Ebenso konsequent wurde in die Aufenthaltsqualität investiert. Begrünungen, Sitzgelegenheiten, die laufende Aufwertung der Fußgängerzone sowie die Entsiegelungs- und Begrünungsoffensive machen die Innenstadt attraktiver und klimafitter. Gleichzeitig sorgen die vier vollelektrischen Stadtbuslinien mit täglich rund 1.700 Fahrgästen für eine gute Erreichbarkeit des Zentrums.

Für Bürgermeister Thomas Steiner ist die positive Entwicklung Auftrag und Ansporn zugleich: „Eine starke Innenstadt entsteht nicht von selbst. Sie braucht Ideen, Investitionen und vor allem einen langen Atem. Viele Maßnahmen, die heute österreichweit diskutiert werden, haben wir in Eisenstadt bereits vor Jahren auf den Weg gebracht. Gleichzeitig arbeiten wir laufend daran, unsere Innenstadt weiterzuentwickeln – damit sie auch künftig das wirtschaftliche, kulturelle und gesellschaftliche Herz unserer Stadt bleibt.“ Innenstadtentwicklung sei eine Daueraufgabe, die sich ständig an neue Herausforderungen anpassen müsse.
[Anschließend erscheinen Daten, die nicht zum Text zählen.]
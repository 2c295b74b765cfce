pub mod add;
pub mod category;
pub mod formats;
pub mod inspect;
pub mod list;
pub mod log;
pub mod remove;

use crate::cli::Cli;
use clipshelf_core::store::{load_or_init, FileStore, Library};
use thiserror::Error;
use uuid::Uuid;

#[derive(Error, Debug)]
pub enum CommandError {
    #[error("'{0}' is not a supported video URL. Run 'clipshelf formats' to see supported shapes")]
    UnrecognizedUrl(String),

    #[error("No video matches id prefix '{0}'")]
    VideoNotFound(String),

    #[error("Id prefix '{0}' matches more than one video; use more characters")]
    AmbiguousId(String),

    #[error("Category '{0}' not found. Run 'clipshelf category list' to see categories")]
    CategoryNotFound(String),

    #[error("Core library error: {0}")]
    Core(#[from] clipshelf_core::Error),

    #[error("Serialization error: {0}")]
    Serialization(#[from] serde_json::Error),

    #[error("IO error: {0}")]
    Io(#[from] std::io::Error),
}

pub type Result<T> = std::result::Result<T, CommandError>;

/// Open the library store selected by `--library` / `CLIPSHELF_LIBRARY`,
/// falling back to the default data-dir location.
pub fn open_store(cli: &Cli) -> FileStore {
    let store = match &cli.library {
        Some(path) => FileStore::new(path.clone()),
        None => FileStore::new_default(),
    };
    tracing::debug!(path = %store.path().display(), "using library file");
    store
}

/// Load the library, seeding default categories on first use.
pub fn load_library(store: &FileStore) -> Library {
    load_or_init(store)
}

/// Resolve a category name to its id, or fail with a helpful error.
pub fn require_category(library: &Library, name: &str) -> Result<Uuid> {
    library
        .category_by_name(name)
        .map(|c| c.id)
        .ok_or_else(|| CommandError::CategoryNotFound(name.to_string()))
}
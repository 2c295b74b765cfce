use crate::cli::{Cli, OutputFormat, PlatformFilter};
use crate::commands::{load_library, open_store, require_category, Result};
use crate::output::{base_table, format_timestamp, print_json, short_id, truncate_text};
use clipshelf_core::Platform;
use owo_colors::OwoColorize;

pub fn run(cli: &Cli, category: Option<&str>, platform: Option<PlatformFilter>) -> Result<()> {
    let store = open_store(cli);
    let library = load_library(&store);

    let category_id = match category {
        Some(name) => Some(require_category(&library, name)?),
        None => None,
    };
    let platform: Option<Platform> = platform.map(Into::into);

    let videos = library.videos_filtered(category_id, platform);

    match cli.output {
        OutputFormat::Pretty => {
            if videos.is_empty() {
                println!("{}", "No videos saved yet".yellow());
                println!(
                    "Use {} to save your first one.",
                    "clipshelf add <url>".cyan()
                );
                return Ok(());
            }

            println!("{}", "Saved Videos".bold().cyan());
            println!();

            let mut table = base_table(vec![
                "Id", "Title", "Platform", "Category", "Channel", "Added",
            ]);
            for video in &videos {
                let category_name = video
                    .category_id
                    .and_then(|id| library.category(id))
                    .map(|c| c.name.clone())
                    .unwrap_or_default();
                table.add_row(vec![
                    short_id(video.id),
                    truncate_text(&video.title, 48),
                    video.platform.to_string(),
                    category_name,
                    video.channel_name.clone().unwrap_or_default(),
                    format_timestamp(&video.created_at),
                ]);
            }
            println!("{}", table);
            println!();
            println!(
                "{} Use {} to drop an entry",
                "Tip:".green().bold(),
                "clipshelf rm <id>".cyan()
            );
        }
        OutputFormat::Json => print_json(&videos)?,
        OutputFormat::Text => {
            for video in &videos {
                println!(
                    "{}\t{}\t{}\t{}",
                    video.id, video.platform, video.title, video.url
                );
            }
        }
    }

    Ok(())
}
use crate::cli::{CategoryAction, Cli, OutputFormat};
use crate::commands::{load_library, open_store, require_category, Result};
use crate::output::{base_table, print_json};
use clipshelf_core::store::LibraryStore;
use owo_colors::OwoColorize;

pub fn run(cli: &Cli, action: CategoryAction) -> Result<()> {
    let store = open_store(cli);
    let mut library = load_library(&store);

    match action {
        CategoryAction::List => {
            match cli.output {
                OutputFormat::Pretty => {
                    println!("{}", "Categories".bold().cyan());
                    println!();
                    let mut table = base_table(vec!["Name", "Color", "Videos"]);
                    for category in &library.categories {
                        let count = library
                            .videos
                            .iter()
                            .filter(|v| v.category_id == Some(category.id))
                            .count();
                        table.add_row(vec![
                            category.name.clone(),
                            category.color.clone(),
                            count.to_string(),
                        ]);
                    }
                    println!("{}", table);
                }
                OutputFormat::Json => print_json(&library.categories)?,
                OutputFormat::Text => {
                    for category in &library.categories {
                        println!("{}\t{}", category.name, category.color);
                    }
                }
            }
            // Listing mutates nothing; skip the save
            return Ok(());
        }
        CategoryAction::Add { name, color } => {
            let category = library.add_category(name, color).clone();
            store.save(&library)?;
            match cli.output {
                OutputFormat::Pretty => {
                    println!("{} category {}", "Added".green().bold(), category.name.bold());
                }
                OutputFormat::Json => print_json(&category)?,
                OutputFormat::Text => println!("{}\t{}", category.id, category.name),
            }
        }
        CategoryAction::Rename {
            name,
            new_name,
            color,
        } => {
            let id = require_category(&library, &name)?;
            library.update_category(id, new_name.clone(), color)?;
            store.save(&library)?;
            if cli.output == OutputFormat::Pretty {
                println!(
                    "{} {} {} {}",
                    "Renamed".green().bold(),
                    name.bold(),
                    "→".dimmed(),
                    new_name.bold()
                );
            }
        }
        CategoryAction::Remove { name } => {
            let id = require_category(&library, &name)?;
            let detached = library
                .videos
                .iter()
                .filter(|v| v.category_id == Some(id))
                .count();
            let category = library.remove_category(id)?;
            store.save(&library)?;
            if cli.output == OutputFormat::Pretty {
                println!(
                    "{} category {} ({} video(s) untagged)",
                    "Removed".green().bold(),
                    category.name.bold(),
                    detached
                );
            }
        }
    }

    Ok(())
}
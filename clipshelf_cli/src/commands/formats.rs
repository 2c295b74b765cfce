use crate::cli::{Cli, OutputFormat};
use crate::commands::Result;
use crate::output::print_json;
use clipshelf_core::resolver::{self, PatternInfo, Platform};
use owo_colors::OwoColorize;

/// Show all supported URL shapes.
pub fn run(cli: &Cli) -> Result<()> {
    let patterns = resolver::patterns();

    match cli.output {
        OutputFormat::Pretty => {
            println!();
            println!("{}", "Supported URL Shapes".bold().cyan());
            println!("{}", "====================".cyan());
            println!();
            println!(
                "Use {} to save any of these, or {} to try one out:",
                "clipshelf add <url>".cyan(),
                "clipshelf inspect <url>".cyan()
            );
            println!();

            for platform in [Platform::Youtube, Platform::Facebook] {
                let group: Vec<&PatternInfo> = patterns
                    .iter()
                    .filter(|p| p.platform == platform)
                    .collect();
                if group.is_empty() {
                    continue;
                }
                println!("{}", platform.to_string().cyan().bold());
                for pattern in group {
                    println!(
                        "  {} {}",
                        pattern.example.yellow(),
                        format!("({})", pattern.description).dimmed()
                    );
                }
                println!();
            }

            println!("{}", "Note:".bold());
            println!("  Facebook titles can't be auto-fetched; pass --title when adding.");
            println!();
        }
        OutputFormat::Json => print_json(&patterns)?,
        OutputFormat::Text => {
            for pattern in &patterns {
                println!(
                    "{}\t{}\t{}",
                    pattern.platform, pattern.example, pattern.description
                );
            }
        }
    }

    Ok(())
}
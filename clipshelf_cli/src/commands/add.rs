use crate::cli::{Cli, OutputFormat};
use crate::commands::{load_library, open_store, require_category, CommandError, Result};
use crate::output::{print_json, short_id};
use clipshelf_core::metadata::{MetadataOutcome, MetadataResolver};
use clipshelf_core::store::LibraryStore;
use clipshelf_core::{resolver, NewVideo};
use indicatif::{ProgressBar, ProgressStyle};
use owo_colors::OwoColorize;

/// Run the add command - validate, resolve metadata, persist the entry.
pub async fn run(
    cli: &Cli,
    url: &str,
    title: Option<&str>,
    category: Option<&str>,
    no_fetch: bool,
) -> Result<()> {
    let url = url.trim();
    let detection = resolver::resolve(url)
        .ok_or_else(|| CommandError::UnrecognizedUrl(url.to_string()))?;

    let store = open_store(cli);
    let mut library = load_library(&store);

    let category_id = match category {
        Some(name) => Some(require_category(&library, name)?),
        None => None,
    };

    let metadata_resolver = MetadataResolver::new()?;

    let mut title_value = title.map(str::to_string);
    let mut channel_name = None;
    let mut channel_url = None;
    let mut thumbnail =
        metadata_resolver.derive_thumbnail(detection.platform, Some(&detection.video_id));

    if !no_fetch {
        let spinner = fetch_spinner(cli, url);
        let outcome = metadata_resolver.resolve(url).await;
        if let Some(spinner) = spinner {
            spinner.finish_and_clear();
        }

        match outcome {
            MetadataOutcome::Resolved(meta) => {
                if title_value.is_none() && !meta.title.is_empty() {
                    title_value = Some(meta.title);
                }
                if !meta.channel_name.is_empty() {
                    channel_name = Some(meta.channel_name);
                }
                if !meta.channel_url.is_empty() {
                    channel_url = Some(meta.channel_url);
                }
                thumbnail = meta.thumbnail_url;
            }
            MetadataOutcome::ManualEntryRequired(meta) => {
                thumbnail = meta.thumbnail_url;
                if title_value.is_none() && cli.output == OutputFormat::Pretty {
                    println!(
                        "{} {} titles can't be auto-fetched. Pass {} to set one.",
                        "Note:".yellow().bold(),
                        detection.platform,
                        "--title".cyan()
                    );
                }
            }
            MetadataOutcome::FetchFailed => {
                if cli.output == OutputFormat::Pretty {
                    println!(
                        "{} Metadata fetch failed; saving with a derived thumbnail.",
                        "Note:".yellow().bold()
                    );
                }
            }
            // The resolver gate above already rejected unrecognized input
            MetadataOutcome::Unrecognized => {
                return Err(CommandError::UnrecognizedUrl(url.to_string()));
            }
        }
    }

    let entry = library
        .add_video(NewVideo {
            url: url.to_string(),
            title: title_value,
            thumbnail_url: thumbnail,
            channel_name,
            channel_url,
            category_id,
        })
        .clone();
    store.save(&library)?;

    match cli.output {
        OutputFormat::Pretty => {
            println!();
            println!(
                "{} {} {}",
                "Saved".green().bold(),
                entry.title.bold(),
                format!("[{}]", short_id(entry.id)).dimmed()
            );
            println!(
                "  {} {}  {} {}",
                "platform:".dimmed(),
                entry.platform.to_string().cyan(),
                "thumbnail:".dimmed(),
                entry.thumbnail_url
            );
            if let Some(channel) = &entry.channel_name {
                println!("  {} {}", "channel:".dimmed(), channel);
            }
            if let Some(category) = entry.category_id.and_then(|id| library.category(id)) {
                println!("  {} {}", "category:".dimmed(), category.name);
            }
            println!();
        }
        OutputFormat::Json => print_json(&entry)?,
        OutputFormat::Text => println!("{}\t{}\t{}", entry.id, entry.platform, entry.title),
    }

    Ok(())
}

fn fetch_spinner(cli: &Cli, url: &str) -> Option<ProgressBar> {
    if cli.output != OutputFormat::Pretty {
        return None;
    }
    let spinner = ProgressBar::new_spinner();
    spinner.set_style(
        ProgressStyle::default_spinner()
            .template("{spinner:.green} {msg}")
            .expect("Invalid progress template"),
    );
    spinner.set_message(format!("Fetching metadata for {}...", url));
    spinner.enable_steady_tick(std::time::Duration::from_millis(100));
    Some(spinner)
}
//! Append-only activity log recorded alongside library mutations.

use chrono::{DateTime, Utc};
use serde::{Deserialize, Serialize};
use uuid::Uuid;

#[derive(Debug, Clone, Copy, PartialEq, Eq, Serialize, Deserialize)]
#[serde(rename_all = "snake_case")]
pub enum ActivityAction {
    VideoAdded,
    VideoRemoved,
    CategoryAdded,
    CategoryUpdated,
    CategoryRemoved,
}

impl ActivityAction {
    pub fn entity_type(self) -> &'static str {
        match self {
            ActivityAction::VideoAdded | ActivityAction::VideoRemoved => "video",
            ActivityAction::CategoryAdded
            | ActivityAction::CategoryUpdated
            | ActivityAction::CategoryRemoved => "category",
        }
    }

    pub fn as_str(self) -> &'static str {
        match self {
            ActivityAction::VideoAdded => "video_added",
            ActivityAction::VideoRemoved => "video_removed",
            ActivityAction::CategoryAdded => "category_added",
            ActivityAction::CategoryUpdated => "category_updated",
            ActivityAction::CategoryRemoved => "category_removed",
        }
    }
}

#[derive(Debug, Clone, PartialEq, Eq, Serialize, Deserialize)]
pub struct ActivityEvent {
    pub id: Uuid,
    pub action: ActivityAction,
    pub entity_type: String,
    #[serde(default)]
    pub entity_id: Option<Uuid>,
    #[serde(default, skip_serializing_if = "Option::is_none")]
    pub detail: Option<String>,
    pub created_at: DateTime<Utc>,
}

impl ActivityEvent {
    pub fn new(action: ActivityAction, entity_id: Option<Uuid>, detail: Option<String>) -> Self {
        ActivityEvent {
            id: Uuid::new_v4(),
            action,
            entity_type: action.entity_type().to_string(),
            entity_id,
            detail,
            created_at: Utc::now(),
        }
    }
}
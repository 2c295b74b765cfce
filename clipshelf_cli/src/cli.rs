use clap::{Parser, Subcommand, ValueEnum};
use clipshelf_core::Platform;
use std::path::PathBuf;

#[derive(Parser)]
#[command(name = "clipshelf")]
#[command(about = "Clipshelf - save and organize video links from YouTube and Facebook")]
#[command(version)]
#[command(after_help = "\x1b[1;36mQuick Start:\x1b[0m
  clipshelf add <url>                     Save a video (metadata auto-fetched)
  clipshelf add <url> --category Music    Save into a category
  clipshelf list                          Show the library
  clipshelf inspect <url>                 Classify a URL without saving
  clipshelf formats                       Show supported URL shapes

\x1b[1;36mCategories & History:\x1b[0m
  clipshelf category list                 Show categories
  clipshelf category add Cooking          Add a category
  clipshelf log                           Show recent activity

\x1b[1;36mMore Info:\x1b[0m
  clipshelf <command> --help              Get help for any command")]
pub struct Cli {
    #[command(subcommand)]
    pub command: Commands,

    /// Output format
    #[arg(long, global = true, value_enum, default_value_t = OutputFormat::Pretty)]
    pub output: OutputFormat,

    /// Disable colored output
    #[arg(long, global = true)]
    pub no_color: bool,

    /// Verbose output
    #[arg(short, long, global = true, action = clap::ArgAction::Count)]
    pub verbose: u8,

    /// Path to the library file (default: <data dir>/clipshelf/library.json)
    #[arg(long, global = true, env = "CLIPSHELF_LIBRARY")]
    pub library: Option<PathBuf>,
}

#[derive(Subcommand)]
pub enum Commands {
    /// Save a video URL to the library
    ///
    /// The URL must match a supported YouTube or Facebook shape. YouTube
    /// titles and channels are fetched automatically; Facebook requires
    /// --title.
    #[command(after_help = "\x1b[1;33mExamples:\x1b[0m
  clipshelf add https://youtu.be/dQw4w9WgXcQ
  clipshelf add https://fb.watch/abc123/ --title \"Cooking stream\"
  clipshelf add <url> --category Music --no-fetch")]
    Add {
        /// Video URL (YouTube or Facebook)
        url: String,
        /// Title override (required in practice for Facebook links)
        #[arg(long, short)]
        title: Option<String>,
        /// Category name to file the video under
        #[arg(long, short)]
        category: Option<String>,
        /// Skip the metadata fetch and derive the thumbnail locally
        #[arg(long)]
        no_fetch: bool,
    },

    /// List saved videos
    #[command(alias = "ls")]
    #[command(after_help = "\x1b[1;33mExamples:\x1b[0m
  clipshelf list
  clipshelf list --category Music
  clipshelf list --platform facebook --output json")]
    List {
        /// Only videos in this category
        #[arg(long, short)]
        category: Option<String>,
        /// Only videos from this platform
        #[arg(long, short, value_enum)]
        platform: Option<PlatformFilter>,
    },

    /// Remove a video by id prefix
    #[command(alias = "rm")]
    Remove {
        /// Video id (a unique prefix is enough)
        id: String,
    },

    /// Classify a URL and fetch its metadata without saving
    Inspect {
        /// URL to inspect
        url: String,
    },

    /// Manage categories
    Category {
        #[command(subcommand)]
        action: CategoryAction,
    },

    /// Show the activity log
    Log {
        /// Maximum number of events to show
        #[arg(long, short, default_value_t = 20)]
        limit: usize,
    },

    /// Show all supported URL shapes
    #[command(alias = "patterns")]
    Formats,
}

#[derive(Subcommand, Clone)]
pub enum CategoryAction {
    /// List categories
    List,
    /// Add a category
    Add {
        /// Category name
        name: String,
        /// HSL color triplet (e.g. "340 82% 52%")
        #[arg(long, default_value = "200 98% 39%")]
        color: String,
    },
    /// Rename a category
    Rename {
        /// Current name
        name: String,
        /// New name
        new_name: String,
        /// New HSL color triplet
        #[arg(long)]
        color: Option<String>,
    },
    /// Remove a category (its videos keep their entries, minus the tag)
    #[command(alias = "rm")]
    Remove {
        /// Category name
        name: String,
    },
}

#[derive(Copy, Clone, PartialEq, Eq, ValueEnum)]
pub enum OutputFormat {
    /// Human-readable formatted output
    Pretty,
    /// JSON output
    Json,
    /// Plain text output
    Text,
}

#[derive(Copy, Clone, PartialEq, Eq, ValueEnum)]
pub enum PlatformFilter {
    Youtube,
    Facebook,
}

impl From<PlatformFilter> for Platform {
    fn from(filter: PlatformFilter) -> Self {
        match filter {
            PlatformFilter::Youtube => Platform::Youtube,
            PlatformFilter::Facebook => Platform::Facebook,
        }
    }
}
Deshalb werde Eisenstadt den eingeschlagenen Weg konsequent fortsetzen – mit weiteren Maßnahmen zur Attraktivierung des öffentlichen Raums, neuen digitalen Angeboten, zusätzlichen Begrünungsmaßnahmen sowie einer noch stärkeren Vernetzung von Wirtschaft, Kultur und Tourismus.